音気楽ブログ

適温

コーヒーが好きで一日に5~6杯は飲みますかね。朝はドリッパーで淹れる。あとは簡単な一杯だての物なんですけど、適度な苦みと香りが命なのでインスタントは飲まない、飲めない。さらに大事なのが「温度」である。淹れたてはおそらく90度くらいなんだと思う。表面を湯気がさっそうと舞っている。それに伴って香りが登ってくる。その温度では舌には少々熱いのだが、その熱さの刺激もたまらない。やがて適温となりスムースに入り込んだ苦みと香りが口中に広がる。80度くらいかと思われる。
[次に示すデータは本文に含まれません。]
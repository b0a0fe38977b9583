use std::collections::BTreeMap;
use std::fmt;

use chrono::{DateTime, Utc};
use schemars::{schema_for, JsonSchema};
use serde::{Deserialize, Serialize};
use uuid::Uuid;

// --- Submission ---

/// One collected text item. Written by the collector; read-only here.
#[derive(Debug, Clone, PartialEq, Serialize, Deserialize)]
pub struct Submission {
    pub id: String,
    pub title: String,
    pub body: String,
    /// Source grouping label (the community or board the item was posted to).
    pub community: String,
    pub score: i64,
    pub num_comments: i64,
    pub created_at: DateTime<Utc>,
}

// --- Analysis kinds ---

#[derive(Debug, Clone, Copy, PartialEq, Eq, Hash, PartialOrd, Ord, Serialize, Deserialize)]
#[serde(rename_all = "snake_case")]
pub enum AnalysisKind {
    Monetization,
    Profiling,
}

impl AnalysisKind {
    /// Execution order within one submission. Profiling consumes Monetization
    /// evidence, so Monetization always comes first.
    pub const ALL: [AnalysisKind; 2] = [AnalysisKind::Monetization, AnalysisKind::Profiling];

    pub fn as_str(&self) -> &'static str {
        match self {
            AnalysisKind::Monetization => "monetization",
            AnalysisKind::Profiling => "profiling",
        }
    }
}

impl fmt::Display for AnalysisKind {
    fn fmt(&self, f: &mut fmt::Formatter<'_>) -> fmt::Result {
        f.write_str(self.as_str())
    }
}

/// Shared behavior of per-kind analysis payloads.
pub trait AnalysisOutput: Clone + fmt::Debug + JsonSchema + Send + Sync + 'static {
    const KIND: AnalysisKind;

    /// JSON schema an enrichment service is asked to answer in.
    fn output_schema() -> serde_json::Value {
        let mut value = serde_json::to_value(schema_for!(Self)).unwrap_or_default();
        if let serde_json::Value::Object(map) = &mut value {
            map.remove("$schema");
        }
        value
    }

    /// True when the payload carries nothing worth storing or copying.
    fn is_empty(&self) -> bool;

    /// Value folded into the concept's running aggregate for this kind.
    fn aggregate_score(&self) -> Option<f64>;

    /// The concept's stored primary output of this kind, if any.
    fn primary_of(concept: &ConceptMatch) -> Option<&Self>;
}

/// Problem/audience profile of a submission.
#[derive(Debug, Clone, PartialEq, Default, Serialize, Deserialize, JsonSchema)]
pub struct ProfileOutput {
    /// One or two sentence statement of the underlying problem.
    pub problem_summary: String,
    /// Who experiences the problem.
    pub target_audience: String,
    /// Core functions a product addressing the problem would need.
    #[serde(default)]
    pub core_functions: Vec<String>,
    /// Overall opportunity score, 0-100.
    pub opportunity_score: f64,
    /// Per-dimension breakdown (e.g. "market_demand", "pain_intensity").
    #[serde(default)]
    pub dimension_scores: BTreeMap<String, f64>,
}

impl AnalysisOutput for ProfileOutput {
    const KIND: AnalysisKind = AnalysisKind::Profiling;

    fn is_empty(&self) -> bool {
        self.problem_summary.trim().is_empty() && self.core_functions.is_empty()
    }

    fn aggregate_score(&self) -> Option<f64> {
        self.opportunity_score
            .is_finite()
            .then_some(self.opportunity_score)
    }

    fn primary_of(concept: &ConceptMatch) -> Option<&Self> {
        concept.primary_profile_output.as_ref()
    }
}

#[derive(Debug, Clone, PartialEq, Serialize, Deserialize, JsonSchema)]
pub struct PricePoint {
    pub label: String,
    pub amount: f64,
    pub currency: String,
    /// Billing period ("month", "year", "one_time").
    pub period: Option<String>,
}

/// Willingness-to-pay and revenue analysis of a submission.
#[derive(Debug, Clone, PartialEq, Serialize, Deserialize, JsonSchema)]
pub struct MonetizationOutput {
    /// Willingness-to-pay score, 0-100.
    pub wtp_score: f64,
    pub revenue_model: Option<String>,
    #[serde(default)]
    pub price_points: Vec<PricePoint>,
    #[serde(default)]
    pub customer_segments: Vec<String>,
    /// Verbatim phrases that indicate payment intent.
    #[serde(default)]
    pub signals: Vec<String>,
}

impl MonetizationOutput {
    /// A bare output carrying only a WTP score.
    pub fn with_score(wtp_score: f64) -> Self {
        Self {
            wtp_score,
            revenue_model: None,
            price_points: Vec::new(),
            customer_segments: Vec::new(),
            signals: Vec::new(),
        }
    }

    /// The structured evidence the profiler consumes.
    pub fn evidence(&self) -> MonetizationEvidence {
        MonetizationEvidence {
            wtp_score: self.wtp_score,
            revenue_model: self.revenue_model.clone(),
            customer_segments: self.customer_segments.clone(),
            signals: self.signals.clone(),
        }
    }
}

impl AnalysisOutput for MonetizationOutput {
    const KIND: AnalysisKind = AnalysisKind::Monetization;

    fn is_empty(&self) -> bool {
        !self.wtp_score.is_finite()
            && self.revenue_model.as_deref().map_or(true, |m| m.trim().is_empty())
            && self.price_points.is_empty()
            && self.signals.is_empty()
    }

    fn aggregate_score(&self) -> Option<f64> {
        self.wtp_score.is_finite().then_some(self.wtp_score)
    }

    fn primary_of(concept: &ConceptMatch) -> Option<&Self> {
        concept.primary_monetization_output.as_ref()
    }
}

/// Monetization findings handed to the profiler for the same submission.
#[derive(Debug, Clone, PartialEq, Serialize, Deserialize)]
pub struct MonetizationEvidence {
    pub wtp_score: f64,
    pub revenue_model: Option<String>,
    pub customer_segments: Vec<String>,
    pub signals: Vec<String>,
}

/// Per-kind result of one enrichment pass for one submission.
#[derive(Debug, Clone, PartialEq, Serialize, Deserialize)]
#[serde(tag = "status", rename_all = "snake_case")]
pub enum KindOutcome<T> {
    /// The kind is switched off for this run.
    Disabled,
    /// Computed by the enrichment service during this run.
    Fresh { output: T },
    /// Cloned from the concept's primary opportunity.
    Copied { primary: String, output: T },
    /// The enrichment service errored or returned an empty payload.
    Failed { reason: String },
}

impl<T> KindOutcome<T> {
    pub fn output(&self) -> Option<&T> {
        match self {
            KindOutcome::Fresh { output } | KindOutcome::Copied { output, .. } => Some(output),
            KindOutcome::Disabled | KindOutcome::Failed { .. } => None,
        }
    }

    pub fn copied_from_primary(&self) -> bool {
        matches!(self, KindOutcome::Copied { .. })
    }

    pub fn is_fresh(&self) -> bool {
        matches!(self, KindOutcome::Fresh { .. })
    }

    pub fn is_failed(&self) -> bool {
        matches!(self, KindOutcome::Failed { .. })
    }

    /// The freshly computed output, if this run computed one.
    pub fn fresh_output(&self) -> Option<&T> {
        match self {
            KindOutcome::Fresh { output } => Some(output),
            _ => None,
        }
    }
}

// --- Business concepts ---

/// Running aggregate for one analysis kind on a concept.
#[derive(Debug, Clone, Copy, PartialEq, Default, Serialize, Deserialize)]
pub struct KindStats {
    /// Every fresh analysis, scored or not.
    pub analysis_count: i64,
    /// Fresh analyses that produced a finite score; the weight of `score_avg`.
    pub scored_count: i64,
    pub score_avg: Option<f64>,
}

impl KindStats {
    /// Fold one fresh analysis in. Only finite scores move the mean.
    pub fn record(&mut self, score: Option<f64>) {
        if let Some(score) = score.filter(|s| s.is_finite()) {
            let n = self.scored_count as f64;
            let avg = self.score_avg.unwrap_or(0.0);
            self.score_avg = Some((avg * n + score) / (n + 1.0));
            self.scored_count += 1;
        }
        self.analysis_count += 1;
    }
}

/// Canonical idea cluster shared by many submissions.
#[derive(Debug, Clone, PartialEq, Serialize, Deserialize)]
pub struct BusinessConcept {
    pub id: Uuid,
    pub fingerprint: String,
    pub first_seen_at: DateTime<Utc>,
    pub submission_count: i64,
    pub has_profile_analysis: bool,
    pub has_monetization_analysis: bool,
    pub profile: KindStats,
    pub monetization: KindStats,
    /// Submission id of the opportunity whose profile is authoritative.
    pub primary_profile: Option<String>,
    /// Submission id of the opportunity whose monetization is authoritative.
    pub primary_monetization: Option<String>,
}

impl BusinessConcept {
    pub fn new(fingerprint: impl Into<String>) -> Self {
        Self {
            id: Uuid::new_v4(),
            fingerprint: fingerprint.into(),
            first_seen_at: Utc::now(),
            submission_count: 0,
            has_profile_analysis: false,
            has_monetization_analysis: false,
            profile: KindStats::default(),
            monetization: KindStats::default(),
            primary_profile: None,
            primary_monetization: None,
        }
    }

    pub fn has_analysis(&self, kind: AnalysisKind) -> bool {
        match kind {
            AnalysisKind::Profiling => self.has_profile_analysis,
            AnalysisKind::Monetization => self.has_monetization_analysis,
        }
    }

    pub fn primary(&self, kind: AnalysisKind) -> Option<&str> {
        match kind {
            AnalysisKind::Profiling => self.primary_profile.as_deref(),
            AnalysisKind::Monetization => self.primary_monetization.as_deref(),
        }
    }
}

/// A submission's resolved concept plus the concept's primary outputs as
/// currently stored.
#[derive(Debug, Clone, PartialEq)]
pub struct ConceptMatch {
    pub concept: BusinessConcept,
    pub primary_profile_output: Option<ProfileOutput>,
    pub primary_monetization_output: Option<MonetizationOutput>,
}

// --- Trust ---

/// Independently computed credibility indicators attached to an opportunity.
#[derive(Debug, Clone, PartialEq, Default, Serialize, Deserialize)]
pub struct TrustFields {
    pub trust_score: Option<f64>,
    /// Tier label ("high", "medium", "low", ...).
    pub trust_level: Option<String>,
    pub activity_score: Option<f64>,
    #[serde(default)]
    pub badges: Vec<String>,
}

impl TrustFields {
    pub fn has_trust_score(&self) -> bool {
        self.trust_score.is_some_and(f64::is_finite)
    }

    pub fn has_trust_level(&self) -> bool {
        self.trust_level.as_deref().is_some_and(|l| !l.trim().is_empty())
    }

    pub fn has_activity_score(&self) -> bool {
        self.activity_score.is_some_and(f64::is_finite)
    }

    pub fn has_badges(&self) -> bool {
        self.badges.iter().any(|b| !b.trim().is_empty())
    }

    pub fn is_empty(&self) -> bool {
        !self.has_trust_score()
            && !self.has_trust_level()
            && !self.has_activity_score()
            && !self.has_badges()
    }
}

// --- Opportunities ---

/// The persisted result of enriching one submission.
#[derive(Debug, Clone, PartialEq)]
pub struct Opportunity {
    pub submission_id: String,
    pub concept_id: Option<Uuid>,
    pub profile: KindOutcome<ProfileOutput>,
    pub monetization: KindOutcome<MonetizationOutput>,
    pub trust: TrustFields,
    pub analyzed_at: DateTime<Utc>,
}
時間の経過(分単位の経過である)とともに温度が下がり始めて、60度を下回るあたりから妙な酸味が出始め、全体がドロリとした印象に変わり始める。いわゆる酸化現象である。こうなったらそのコーヒーは「死んだ」のであって、もはや飲むには値しないものになってしまうのである。そこに至るまでの時間は3分。であるから、コーヒーは3分以内に飲み干すべきである。
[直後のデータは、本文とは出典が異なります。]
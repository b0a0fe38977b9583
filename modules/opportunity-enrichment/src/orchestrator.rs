//! Batch orchestrator.
//!
//! Drives one batch through
//! `FETCHED → FILTERED → CONCEPT_RESOLVED → ENRICHED → TRUST_MERGED → STORED →
//! METADATA_UPDATED → REPORTED`. Every stage degrades on collaborator failure
//! except STORED, whose availability check is the only batch-level error.

use std::collections::HashMap;
use std::fmt;
use std::sync::Arc;

use chrono::Utc;
use futures::stream::{self, StreamExt};
use serde::{Deserialize, Serialize};
use tracing::{error, info, warn};
use typed_builder::TypedBuilder;
use uuid::Uuid;

use opportunity_common::{
    AnalysisKind, ConceptMatch, EnrichError, Opportunity, PipelineConfig, Result, Submission,
    TrustFields,
};

use crate::enrich::{EnrichedSubmission, Enricher};
use crate::metadata::ConceptMetadataUpdater;
use crate::report::{BatchReport, StageOutcome};
use crate::traits::{
    AcceptAll, ConceptReader, ConceptWriter, MonetizationAnalyzer, Profiler, QualityFilter,
    ResultStore, SubmissionSource, TrustReader, TrustValidator,
};
use crate::trust;

#[derive(Debug, Clone, Copy, PartialEq, Eq, Hash, Serialize, Deserialize)]
#[serde(rename_all = "snake_case")]
pub enum BatchStage {
    Fetched,
    Filtered,
    ConceptResolved,
    Enriched,
    TrustMerged,
    Stored,
    MetadataUpdated,
    Reported,
}

impl BatchStage {
    pub fn as_str(&self) -> &'static str {
        match self {
            BatchStage::Fetched => "fetched",
            BatchStage::Filtered => "filtered",
            BatchStage::ConceptResolved => "concept_resolved",
            BatchStage::Enriched => "enriched",
            BatchStage::TrustMerged => "trust_merged",
            BatchStage::Stored => "stored",
            BatchStage::MetadataUpdated => "metadata_updated",
            BatchStage::Reported => "reported",
        }
    }
}

impl fmt::Display for BatchStage {
    fn fmt(&self, f: &mut fmt::Formatter<'_>) -> fmt::Result {
        f.write_str(self.as_str())
    }
}

fn accept_all() -> Arc<dyn QualityFilter> {
    Arc::new(AcceptAll)
}

/// Collaborators for one orchestrator. Long-lived and cheap to clone.
#[derive(Clone, TypedBuilder)]
pub struct EnrichmentDeps {
    pub concepts: Arc<dyn ConceptReader>,
    pub trust_snapshots: Arc<dyn TrustReader>,
    pub results: Arc<dyn ResultStore>,
    pub concept_writer: Arc<dyn ConceptWriter>,
    #[builder(default = accept_all())]
    pub filter: Arc<dyn QualityFilter>,
    pub monetization: Arc<dyn MonetizationAnalyzer>,
    pub profiler: Arc<dyn Profiler>,
    #[builder(default)]
    pub trust_validator: Option<Arc<dyn TrustValidator>>,
    #[builder(default)]
    pub config: PipelineConfig,
}

pub struct Orchestrator {
    deps: EnrichmentDeps,
    enricher: Enricher,
    metadata: ConceptMetadataUpdater,
}

impl Orchestrator {
    pub fn new(deps: EnrichmentDeps) -> Self {
        let enricher = Enricher::new(
            deps.monetization.clone(),
            deps.profiler.clone(),
            deps.trust_validator.clone(),
            deps.config.clone(),
        );
        let metadata =
            ConceptMetadataUpdater::new(deps.concept_writer.clone(), deps.config.store_concurrency);
        Self {
            deps,
            enricher,
            metadata,
        }
    }

    /// Fetch up to `limit` submissions from `source`, then run them as one batch.
    pub async fn run(&self, source: &dyn SubmissionSource, limit: usize) -> Result<BatchReport> {
        let submissions = source
            .fetch_batch(limit)
            .await
            .map_err(|e| EnrichError::Fetch(e.to_string()))?;
        self.run_batch(submissions).await
    }

    pub async fn run_batch(&self, submissions: Vec<Submission>) -> Result<BatchReport> {
        let config = &self.deps.config;
        let mut report = BatchReport::new(Uuid::new_v4(), config.cost_per_fresh_analysis);
        let run_id = report.run_id;

        // FETCHED
        let fetched = submissions.len() as u32;
        report.fetched = fetched;
        record_stage(&mut report, BatchStage::Fetched, fetched, 0, false);

        // FILTERED
        let (kept, degraded) = self.filter(submissions).await;
        let filtered_out = fetched.saturating_sub(kept.len() as u32);
        report.filtered_out = filtered_out;
        record_stage(&mut report, BatchStage::Filtered, kept.len() as u32, filtered_out, degraded);

        // CONCEPT_RESOLVED
        let ids: Vec<String> = kept.iter().map(|s| s.id.clone()).collect();
        let (concepts, degraded) = self.resolve_concepts(&ids).await;
        let resolved = concepts.len() as u32;
        report.concepts_resolved = resolved;
        record_stage(&mut report, BatchStage::ConceptResolved, resolved, 0, degraded);

        // ENRICHED
        let enriched = self.enrich_all(kept, &concepts).await;
        for item in &enriched {
            for kind in AnalysisKind::ALL {
                if item.is_fresh(kind) {
                    report.analyzed.increment(kind);
                } else if item.is_copied(kind) {
                    report.copied.increment(kind);
                } else if item.is_failed(kind) {
                    report.enrichment_failed.increment(kind);
                }
            }
        }
        let produced = report.analyzed.total() + report.copied.total();
        let enrichment_failed = report.enrichment_failed.total();
        record_stage(&mut report, BatchStage::Enriched, produced, enrichment_failed, false);

        // TRUST_MERGED
        let (opportunities, degraded) = self.merge_trust(enriched).await;
        let merged = opportunities.len() as u32;
        record_stage(&mut report, BatchStage::TrustMerged, merged, 0, degraded);

        // STORED
        if let Err(e) = self.deps.results.ensure_available().await {
            error!(%run_id, error = %e, "Result store unavailable, aborting batch");
            return Err(EnrichError::StoreUnavailable(e.to_string()));
        }
        let stored = self.store_all(opportunities).await;
        let stored_count = stored.len() as u32;
        report.stored = stored_count;
        report.failed = merged.saturating_sub(stored_count);
        let store_failed = report.failed;
        record_stage(&mut report, BatchStage::Stored, stored_count, store_failed, false);

        // METADATA_UPDATED
        let outcome = self.metadata.apply(&stored).await;
        report.metadata_updated = outcome.updated;
        report.metadata_failed = outcome.failed;
        record_stage(
            &mut report,
            BatchStage::MetadataUpdated,
            outcome.updated,
            outcome.failed,
            false,
        );

        // REPORTED
        report.finish();
        record_stage(&mut report, BatchStage::Reported, 1, 0, false);
        info!("{report}");
        if let Err(e) = self.deps.results.record_run(&report).await {
            warn!(%run_id, error = %e, "Failed to persist batch report");
        }

        Ok(report)
    }

    async fn filter(&self, submissions: Vec<Submission>) -> (Vec<Submission>, bool) {
        if submissions.is_empty() {
            return (submissions, false);
        }
        match self.deps.filter.filter(submissions.clone()).await {
            Ok(kept) => (kept, false),
            Err(e) => {
                warn!(
                    error = %e,
                    count = submissions.len(),
                    "Pre-filter failed, keeping all submissions"
                );
                (submissions, true)
            }
        }
    }

    async fn resolve_concepts(&self, ids: &[String]) -> (HashMap<String, ConceptMatch>, bool) {
        if ids.is_empty() {
            return (HashMap::new(), false);
        }
        match self.deps.concepts.concepts_for(ids).await {
            Ok(concepts) => (concepts, false),
            Err(e) => {
                warn!(
                    error = %e,
                    count = ids.len(),
                    "Concept lookup failed, analyzing every submission fresh"
                );
                (HashMap::new(), true)
            }
        }
    }

    async fn enrich_all(
        &self,
        submissions: Vec<Submission>,
        concepts: &HashMap<String, ConceptMatch>,
    ) -> Vec<EnrichedSubmission> {
        let enricher = &self.enricher;
        stream::iter(submissions.into_iter().map(|submission| {
            let concept = concepts.get(&submission.id).cloned();
            enricher.enrich(submission, concept)
        }))
        .buffer_unordered(self.deps.config.enrich_concurrency.max(1))
        .collect()
        .await
    }

    async fn merge_trust(&self, enriched: Vec<EnrichedSubmission>) -> (Vec<Opportunity>, bool) {
        let ids: Vec<String> = enriched.iter().map(|e| e.submission.id.clone()).collect();
        let (snapshots, degraded) = if ids.is_empty() {
            (HashMap::new(), false)
        } else {
            match self.deps.trust_snapshots.trust_snapshots(&ids).await {
                Ok(snapshots) => (snapshots, false),
                Err(e) => {
                    warn!(
                        error = %e,
                        count = ids.len(),
                        "Trust snapshot read failed, merging against empty snapshots"
                    );
                    (HashMap::new(), true)
                }
            }
        };

        let analyzed_at = Utc::now();
        let opportunities = enriched
            .into_iter()
            .map(|e| {
                let empty = TrustFields::default();
                let snapshot = snapshots.get(&e.submission.id).unwrap_or(&empty);
                Opportunity {
                    concept_id: e.concept.as_ref().map(|c| c.concept.id),
                    trust: trust::merge(&e.fresh_trust, snapshot),
                    submission_id: e.submission.id,
                    profile: e.profile,
                    monetization: e.monetization,
                    analyzed_at,
                }
            })
            .collect();
        (opportunities, degraded)
    }

    /// Store every opportunity; returns the ones that were persisted.
    async fn store_all(&self, opportunities: Vec<Opportunity>) -> Vec<Opportunity> {
        let results = &self.deps.results;
        let outcomes: Vec<Option<Opportunity>> =
            stream::iter(opportunities.into_iter().map(|opp| async move {
                match results.store(&opp).await {
                    Ok(()) => Some(opp),
                    Err(e) => {
                        warn!(
                            submission_id = opp.submission_id.as_str(),
                            error = %e,
                            "Failed to store opportunity"
                        );
                        None
                    }
                }
            }))
            .buffer_unordered(self.deps.config.store_concurrency.max(1))
            .collect()
            .await;
        outcomes.into_iter().flatten().collect()
    }
}

fn record_stage(
    report: &mut BatchReport,
    stage: BatchStage,
    succeeded: u32,
    failed: u32,
    degraded: bool,
) {
    info!(
        run_id = %report.run_id,
        stage = %stage,
        succeeded,
        failed,
        degraded,
        "Batch stage complete"
    );
    report.stages.push(StageOutcome {
        stage,
        succeeded,
        failed,
        degraded,
    });
}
話に夢中になったり何か別なことに気を奪われたり猫舌であったりと、大体が3分以内には消化しきれていない。経過したものははっきり言って「毒」である。紅茶を愛するイギリスに方々も紅茶の正しい飲み方を知っていて、この「時間」を問題にされることだろうと思われます。味噌汁なんかもそうかな。やはりそれぞれに「適温」というものがありまして、人の心なんかも同じで、「適温」を無視すると動かないものなんですよね。恋愛において男が失敗する一番の原因が、この女性の「適温」に対する無神経・無知であります。温度を保つことも大事ですが、「保温」しすぎるとやはり味が落ちます。適温には時間的に限りがあるということですね。

人にも物にも「適温」がある。今一度この「温度」を見直してみませんか。